A detailed look at the data shows that the sector used a total of $2.26 billion in foreign exchange in 2024, a substantial jump from the $1.03 billion recorded in 2023.

These figures highlight a considerable spike in foreign exchange requests. This occurred even as fuel import volumes were reportedly falling, a trend attributed to the gradual operation of the Dangote Refinery and the federal government’s initiative to reduce petroleum product imports.

However, a month-by-month analysis of the data revealed significant fluctuations in the sector’s demand throughout 2024. For instance, the year started with an unusually low utilization of $26.55 million in January. This marked a sharp 85 percent drop from the $173.88 million recorded in January 2023.

In February, demand rose steeply to $161.88m, up 509 per cent from January 2024, and also higher than the $137.67m used in February 2023. The upward trend continued into March, where utilisation peaked at $334.47m, representing a 107 per cent month-on-month increase from February, and a 120 per cent year-on-year increase from $151.75m in March 2023.

In April 2024, the amount fell to $106.48m, a 68 per cent decline from March and 19.6 per cent lower than April 2023, which recorded $132.36m.

Demand picked up again in May, rising to $150.45m—up 41.3 per cent from April, and 27.6 per cent higher than the $117.92m utilised in May 2023. A steep drop followed in June, with utilisation falling to $36.82m, representing a 75.5 per cent drop from May, and 59 per cent lower than June 2023’s $89.85m.

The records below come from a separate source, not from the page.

//! Background consumer that drains the event journal into an [`EventSink`].

use std::sync::Arc;
use std::time::Duration;

use tokio::sync::mpsc;
use tokio::task::JoinHandle;

use super::EventSink;
use crate::domain::DomainEvent;
use crate::service::{ChangeSet, ReadingEngine};

/// Writes attempted per change set before it is given up.
pub const STORE_ATTEMPTS: u32 = 3;

const RETRY_BACKOFF: Duration = Duration::from_millis(50);

/// Spawns a task that stores every event received on `journal`.
///
/// Each event is expanded into a [`ChangeSet`] against `engine` and written
/// with up to [`STORE_ATTEMPTS`] tries. A change that still fails is logged
/// and skipped. The task ends when every journal sender is gone.
pub fn spawn_dispatcher<S: EventSink>(
    engine: ReadingEngine,
    sink: Arc<S>,
    mut journal: mpsc::UnboundedReceiver<DomainEvent>,
) -> JoinHandle<()> {
    tokio::spawn(async move {
        while let Some(event) = journal.recv().await {
            let change = engine.change_set(event).await;
            store_with_retry(sink.as_ref(), &change).await;
        }
        tracing::debug!("persistence dispatcher stopped");
    })
}

async fn store_with_retry<S: EventSink>(sink: &S, change: &ChangeSet) {
    let event = &change.event;
    for attempt in 1..=STORE_ATTEMPTS {
        match sink.store(change).await {
            Ok(()) => return,
            Err(e) if attempt < STORE_ATTEMPTS => {
                tracing::warn!(
                    event_type = event.event_type_str(),
                    event_id = %event.event_id(),
                    attempt,
                    error = %e,
                    "persisting domain event failed, retrying"
                );
                tokio::time::sleep(RETRY_BACKOFF * attempt).await;
            }
            Err(e) => {
                tracing::error!(
                    event_type = event.event_type_str(),
                    event_id = %event.event_id(),
                    error = %e,
                    "failed to persist domain event"
                );
            }
        }
    }
}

The second half of the year saw a sharp turnaround. In July 2024, the sector utilised $107.10m, more than doubling the $45.82m spent in July 2023.

August 2024 recorded $132.45m, in contrast to zero utilisation in August 2023. By September, the figure rose to $192.71m, up from $42.43m in the same month of the previous year, while October climbed slightly to $197.79m from $38.46m in October 2023.

In November, foreign exchange utilisation surged further to $289.21m, nearly six times higher than November 2023’s $51.95m. The most notable jump came in December 2024, when the oil sector recorded its highest monthly forex utilisation of $526.50m, an 82 per cent increase from November, and a tenfold rise compared to $52.14m spent in December 2023.

December alone accounted for 23.3 per cent of the sector’s total forex usage for the year. In total, the second half of 2024 (July to December) accounted for $1.45bn, representing 64 per cent of the sector’s annual total, and a 528 per cent increase compared to $230.8m recorded in the second half of 2023.

This surge occurred despite the introduction of the naira-for-crude oil policy aimed at easing pressure on the country’s foreign exchange reserves. The policy, which came into effect in October 2024, was designed to allow local refineries, particularly the Dangote Refinery, to purchase crude oil in naira rather than dollars.

Under the arrangement, the Nigerian National Petroleum Company Limited agreed to supply crude to domestic refiners in exchange for naira payments, a move seen as part of efforts to strengthen the local currency and reduce dependence on the dollar.

Speaking at the eighth edition of the Nigeria International Energy Summit, which opened in Abuja earlier this year, President Bola Tinubu said the introduction of the sale of crude oil in Naira was a strategic move to enhance the operational efficiency of local refineries by reducing foreign exchange risks and transaction costs.

However, the policy has faced implementation setbacks, and its impact appears limited in curbing forex demand from the oil sector. In March 2025, the Dangote Refinery reportedly suspended naira-denominated fuel sales, citing challenges related to dollar obligations for crude oil procurement.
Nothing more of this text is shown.